Chase for Chun’s assets leads to eldest son’s art
Prosecutors are going after the extensive art collection and an overseas shell company of the son, Chun Jae-kook.
According to sources at the prosecution, a man suspected to be the asset manager of Chun Jae-kook will soon be summoned for questioning. The man is a Korean national in his 60s with the surname Kim and he is suspected of managing the accounts of a shell company the son allegedly created in 2004.
The prosecution said it has yet to track Kim down.
The former president’s eldest son created a shell company in the British Virgin Islands in July 2004. Some details about the company, Blue Adonis, were revealed last month when the Korea Center for Investigative Journalism made public information about Koreans who owned companies in tax havens.
Chun Jae-kook was registered as the sole director and exclusive shareholder of Blue Adonis.
The shell company also opened a bank account at the Arab Bank’s Singapore branch.
Kim is suspected of managing the Blue Adonis’ account with the Arab Bank.
Starting with a surprise raid on the former president’s home on Tuesday, a special team from the Seoul Central District Prosecutors’ Office has stepped up efforts to uncover hidden assets of Chun Doo Hwan to collect a punitive fines imposed on him in the 1990s.
The former military strongman ruled the country from 1980-88 and was convicted in 1997 of accepting bribes and running slush funds during his presidency. He was ordered to pay 220.5 billion won ($196 million) in fines, but he still has an outstanding balance of 167.2 billion won and has said he doesn’t intend to pay any more.
The prosecution suspects Blue Adonis is linked to the former president’s hidden assets because of the timing of its opening. Chun Jae-kook created the company only five months after his younger brother was arrested for managing 16.7 billion won of secret funds.
Prosecutors yesterday continued their raids of homes and offices linked to the Chun family for the third consecutive day. Teams of investigators were sent to 13 locations.
According to prosecution sources, the Chun family - including the former president, his wife and their children - is barred from leaving the country. Prosecutors were also investigating Chun’s relatives, in-laws and confidantes.
Prosecutors were also examining artwork confiscated from the Chun family. If the prosecutors can prove that the money to purchase the expensive art came from the former president, the government can confiscate it, auction it off and use the money to pay against the outstanding fine.
According to sources, about 550 pieces of art were seized in this week’s raids and most came from sites linked to Chun’s eldest son. The collection was mainly composed of pieces by Korean artists and antiques.
Chun Jae-kook was particularly involved in the purchases of art, the sources said. Art books are an important part of the business of Sigongsa, the publishing company he owns.

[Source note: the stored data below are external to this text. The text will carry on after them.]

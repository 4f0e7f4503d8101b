//! Deciding which of two datasets comes first in time.

use crate::data::Dataset;
use std::fmt::Debug;

/// Policy that puts two datasets in chronological order before merging.
pub trait TimeOrdering: Debug + Send + Sync {
    /// True when `y` should be the left (earlier) operand instead of `x`.
    fn should_swap(&self, x: &Dataset, y: &Dataset) -> bool;

    /// Return `(earlier, later)`.
    fn order<'a>(&self, x: &'a Dataset, y: &'a Dataset) -> (&'a Dataset, &'a Dataset) {
        if self.should_swap(x, y) {
            (y, x)
        } else {
            (x, y)
        }
    }
}

/// Orders by the mean of each time axis; ties keep argument order.
///
/// This is a heuristic. It sorts non-overlapping series correctly but says
/// nothing about interleaved ones, which the overlap check rejects later.
#[derive(Debug, Clone, Copy, Default)]
pub struct MeanTimeOrdering;

impl TimeOrdering for MeanTimeOrdering {
    fn should_swap(&self, x: &Dataset, y: &Dataset) -> bool {
        y.mean_time() < x.mean_time()
    }
}
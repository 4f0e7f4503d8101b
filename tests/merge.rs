//! Integration tests for merging experiments.

mod common;

use climops::merge::{merge, TimeOrdering};
use climops::{ClimopsError, Dataset, Diagnostic, ExperimentMerger, MergeConfig};
use common::{dataset, tabular};
use ndarray::{s, Array2};

// =============================================================================
// Fatal checks
// =============================================================================

#[test]
fn variable_mismatch_is_incompatible() {
    let x = dataset("historical", vec![1.0, 2.0]);
    let mut y = dataset("rcp85", vec![3.0, 4.0]);
    y.variable = "pr".to_string();

    let err = merge(&x, &y).unwrap_err();
    assert!(matches!(
        err,
        ClimopsError::IncompatibleDataset {
            field: "variable",
            ..
        }
    ));
}

#[test]
fn every_identity_field_is_checked() {
    let x = dataset("historical", vec![1.0, 2.0]);
    let cases: Vec<(&str, Box<dyn Fn(&mut Dataset)>)> = vec![
        ("domain", Box::new(|d: &mut Dataset| d.domain = "AFR-44".into())),
        ("model", Box::new(|d: &mut Dataset| d.model = "CanESM2".into())),
        ("valueUnit", Box::new(|d: &mut Dataset| d.value_unit = "degC".into())),
        ("lon", Box::new(|d: &mut Dataset| d.grid.lon += 0.25)),
        ("lat", Box::new(|d: &mut Dataset| d.grid.lat += 0.25)),
        ("Z", Box::new(|d: &mut Dataset| d.z = Some("height: 2 m".into()))),
        ("lev", Box::new(|d: &mut Dataset| d.lev = Some(vec![1000.0]))),
        ("timeFreqStr", Box::new(|d: &mut Dataset| d.debug.time_freq_str = "day".into())),
    ];
    for (field, mutate) in cases {
        let mut y = dataset("rcp85", vec![3.0, 4.0]);
        mutate(&mut y);
        match merge(&x, &y) {
            Err(ClimopsError::IncompatibleDataset { field: f, .. }) => assert_eq!(f, field),
            other => panic!("{}: expected IncompatibleDataset, got {:?}", field, other),
        }
    }
}

#[test]
fn shared_time_stamps_overlap() {
    let x = dataset("historical", vec![1.0, 2.0, 3.0]);
    let y = dataset("rcp85", vec![2.0, 3.0, 4.0]);
    let err = merge(&x, &y).unwrap_err();
    assert_eq!(
        err,
        ClimopsError::TimeOverlap {
            left_max: 3.0,
            right_min: 2.0,
            shared: 2
        }
    );
}

#[test]
fn interleaved_series_overlap() {
    let x = dataset("historical", vec![1.0, 3.0]);
    let y = dataset("rcp85", vec![2.0, 4.0]);
    assert!(matches!(
        merge(&x, &y),
        Err(ClimopsError::TimeOverlap { shared: 0, .. })
    ));
}

#[test]
fn malformed_dataset_is_precondition_error() {
    let x = dataset("historical", vec![1.0, 2.0]);
    let mut y = dataset("rcp85", vec![3.0, 4.0]);
    y.time.push(5.0);
    assert!(matches!(
        merge(&x, &y),
        Err(ClimopsError::Precondition(_))
    ));
}

// =============================================================================
// Ordering and concatenation
// =============================================================================

#[test]
fn argument_order_does_not_matter() {
    let x = dataset("historical", vec![1.0, 2.0]);
    let y = dataset("rcp85", vec![3.0, 4.0]);
    assert_eq!(merge(&x, &y).unwrap(), merge(&y, &x).unwrap());
}

#[test]
fn concatenates_time_values_and_files() {
    let x = dataset("x", vec![1.0, 2.0]);
    let y = dataset("y", vec![3.0, 4.0]);
    let outcome = merge(&x, &y).unwrap();
    assert!(outcome.is_clean());

    let merged = outcome.value;
    assert_eq!(merged.time, vec![1.0, 2.0, 3.0, 4.0]);
    assert_eq!(merged.experiment, "x.y");
    assert_eq!(merged.files, vec!["x.nc", "y.nc"]);
    assert!(merged.validate().is_ok());

    let values = merged.values.to_dense();
    assert_eq!(values.dim(), (2, 3, 1, 4));
    assert_eq!(values.slice(s![.., .., .., 0..2]), x.values.to_dense());
    assert_eq!(values.slice(s![.., .., .., 2..4]), y.values.to_dense());
}

#[test]
fn provenance_records_the_merge() {
    let x = dataset("historical", vec![1.0, 2.0]);
    let y = dataset("rcp85", vec![3.0, 4.0]);
    let merged = merge(&y, &x).unwrap().value;
    let entries = merged.provenance.entries();
    assert_eq!(entries[0], "loaded historical");
    assert!(entries[1].contains("rcp85") && entries[1].contains("loaded rcp85"));
    assert!(entries[2].starts_with("merge: 'historical'"));
}

#[test]
fn tabular_merge_matches_dense_merge() {
    let x = dataset("historical", vec![1.0, 2.0]);
    let y = dataset("rcp85", vec![3.0, 4.0]);
    let dense = merge(&x, &y).unwrap().value;
    let table = merge(&tabular(x), &tabular(y)).unwrap().value;
    assert!(!table.values.is_dense());
    assert!(dense.values.logically_eq(&table.values));
    assert_eq!(dense.time, table.time);
}

#[test]
fn mixed_backings_follow_the_earlier_dataset() {
    let x = tabular(dataset("historical", vec![1.0, 2.0]));
    let y = dataset("rcp85", vec![3.0, 4.0]);
    let merged = merge(&y, &x).unwrap().value;
    assert!(!merged.values.is_dense());
    assert_eq!(merged.values.extents().time, 4);
}

#[test]
fn custom_separator() {
    let merger = ExperimentMerger::new(MergeConfig::default().with_separator("+"));
    let x = dataset("historical", vec![1.0, 2.0]);
    let y = dataset("rcp45", vec![3.0, 4.0]);
    assert_eq!(merger.merge(&x, &y).unwrap().value.experiment, "historical+rcp45");
}

#[derive(Debug)]
struct KeepArgumentOrder;

impl TimeOrdering for KeepArgumentOrder {
    fn should_swap(&self, _x: &Dataset, _y: &Dataset) -> bool {
        false
    }
}

#[test]
fn ordering_policy_is_replaceable() {
    let merger = ExperimentMerger::default().with_ordering(KeepArgumentOrder);
    let x = dataset("historical", vec![1.0, 2.0]);
    let y = dataset("rcp85", vec![3.0, 4.0]);
    assert!(merger.merge(&x, &y).is_ok());
    assert!(matches!(
        merger.merge(&y, &x),
        Err(ClimopsError::TimeOverlap { .. })
    ));
}

// =============================================================================
// Diagnostics
// =============================================================================

#[test]
fn gap_larger_than_step_is_flagged() {
    let x = dataset("x", vec![1.0, 2.0]);
    let y = dataset("y", vec![4.0, 5.0]);
    let outcome = merge(&x, &y).unwrap();
    assert_eq!(
        outcome.diagnostics,
        vec![Diagnostic::ImplausibleGap {
            gap: 2.0,
            left_step: Some(1.0),
            right_step: Some(1.0),
        }]
    );
    assert_eq!(outcome.value.time, vec![1.0, 2.0, 4.0, 5.0]);
}

#[test]
fn gap_must_match_both_steps() {
    let x = dataset("x", vec![1.0, 2.0]);
    let y = dataset("y", vec![3.0, 5.0]);
    let outcome = merge(&x, &y).unwrap();
    assert!(matches!(
        outcome.diagnostics.as_slice(),
        [Diagnostic::ImplausibleGap { gap, .. }] if *gap == 1.0
    ));
}

#[test]
fn ensemble_mismatch_is_flagged_not_fatal() {
    let x = dataset("historical", vec![1.0, 2.0]);
    let mut y = dataset("rcp85", vec![3.0, 4.0]);
    y.ensembles = vec!["r2i1p1".to_string()];
    let outcome = merge(&x, &y).unwrap();
    assert!(matches!(
        outcome.diagnostics.as_slice(),
        [Diagnostic::EnsembleMismatch { .. }]
    ));
    assert_eq!(outcome.value.ensembles, vec!["r1i1p1", "r2i1p1"]);
}

#[test]
fn per_step_ensembles_are_concatenated() {
    let mut x = dataset("historical", vec![1.0, 2.0]);
    let mut y = dataset("rcp85", vec![3.0, 4.0]);
    x.ensembles = vec!["r1".into(), "r1".into()];
    y.ensembles = vec!["r1".into(), "r2".into()];
    let outcome = merge(&x, &y).unwrap();
    assert_eq!(outcome.value.ensembles, vec!["r1", "r1", "r1", "r2"]);
}

#[test]
fn single_step_dataset_has_unknown_step() {
    let x = dataset("historical", vec![1.0, 2.0]);
    let y = dataset("rcp85", vec![3.0]);
    let outcome = merge(&x, &y).unwrap();
    assert_eq!(
        outcome.diagnostics,
        vec![Diagnostic::UnknownTimeStep {
            experiment: "rcp85".to_string()
        }]
    );
}

#[test]
fn multi_level_values_are_preserved() {
    let mut x = dataset("historical", vec![1.0, 2.0]);
    let mut y = dataset("rcp85", vec![3.0, 4.0]);
    for ds in [&mut x, &mut y] {
        let base = ds.values.to_dense();
        let stacked = ndarray::concatenate(ndarray::Axis(2), &[base.view(), (&base + 0.5).view()])
            .unwrap();
        ds.values = stacked.into();
        ds.lev = Some(vec![1000.0, 850.0]);
    }
    let merged = merge(&x, &y).unwrap().value;
    let values = merged.values.to_dense();
    assert_eq!(values.dim(), (2, 3, 2, 4));
    assert_eq!(values[[1, 2, 1, 3]], 4000.0 + 10.0 + 2.0 + 0.5);
    let cube = merged.values.slice_time(2).unwrap();
    assert_eq!(cube.slice(s![.., .., 0]), Array2::from_shape_fn((2, 3), |(i, j)| {
        3000.0 + 10.0 * i as f64 + j as f64
    }));
}

// =============================================================================
// Time tolerance
// =============================================================================

#[test]
fn gap_tolerance_is_configurable() {
    let x = dataset("historical", vec![1.0, 2.0]);
    let y = dataset("rcp85", vec![3.0 + 1e-4, 4.0 + 1e-4]);

    let strict = merge(&x, &y).unwrap();
    assert!(matches!(
        strict.diagnostics.as_slice(),
        [Diagnostic::ImplausibleGap { .. }]
    ));

    let merger = ExperimentMerger::new(MergeConfig::default().with_time_tolerance(1e-3));
    assert_eq!(merger.config().time_tolerance, 1e-3);
    let relaxed = merger.merge(&x, &y).unwrap();
    assert!(relaxed.is_clean(), "{:?}", relaxed.diagnostics);
    assert_eq!(relaxed.into_value().time.len(), 4);
}

#[test]
fn stamps_within_tolerance_are_shared() {
    let x = dataset("historical", vec![1.0, 2.0]);
    let y = dataset("rcp85", vec![2.0005, 3.0005]);
    let merger = ExperimentMerger::new(MergeConfig::default().with_time_tolerance(1e-3));
    assert!(matches!(
        merger.merge(&x, &y),
        Err(ClimopsError::TimeOverlap { shared: 1, .. })
    ));
    // with the default tolerance the series are merely far apart
    assert!(merge(&x, &y).is_ok());
}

In the 1990s, Chun Jae-kook operated an art book gallery and cafe called Artinus near Hongik University. He also opened the Center for Art Studies in 1994 and supported art historians and researchers at home and abroad.
The value of the collection needs to be appraised, and experts from the National Museum of Korea and the National Museum of Contemporary Art will be invited by the prosecution to examine it.
The prosecution, in cooperation with the National Tax Service, is also looking into insurance products purchased by the Chun family.
The prosecution sent a letter to the Korea Life Insurance Association last month to seek its cooperation. Insurance companies, however, are required to protect the information of their clients unless a court issues a warrant.
The prosecution last week presented warrants to the Kyobo, Samsung and Shinhan Life Insurance companies to provide information concerning the Chun family. The National Tax Service also asked Hanwha and Kyobo Life Insurance companies and Samsung Fire and Marine Insurance Company to provide information.
While the insurance companies refused to comment to the media about the requests citing the privacy of their clients, speculation grew that the prosecutors went after them with sufficient grounds. It is rare for investigators to analyze insurance policies to find financial assets because uncovering hidden wealth is normally focused on bank transactions and purchases of other financial products such as bonds and funds.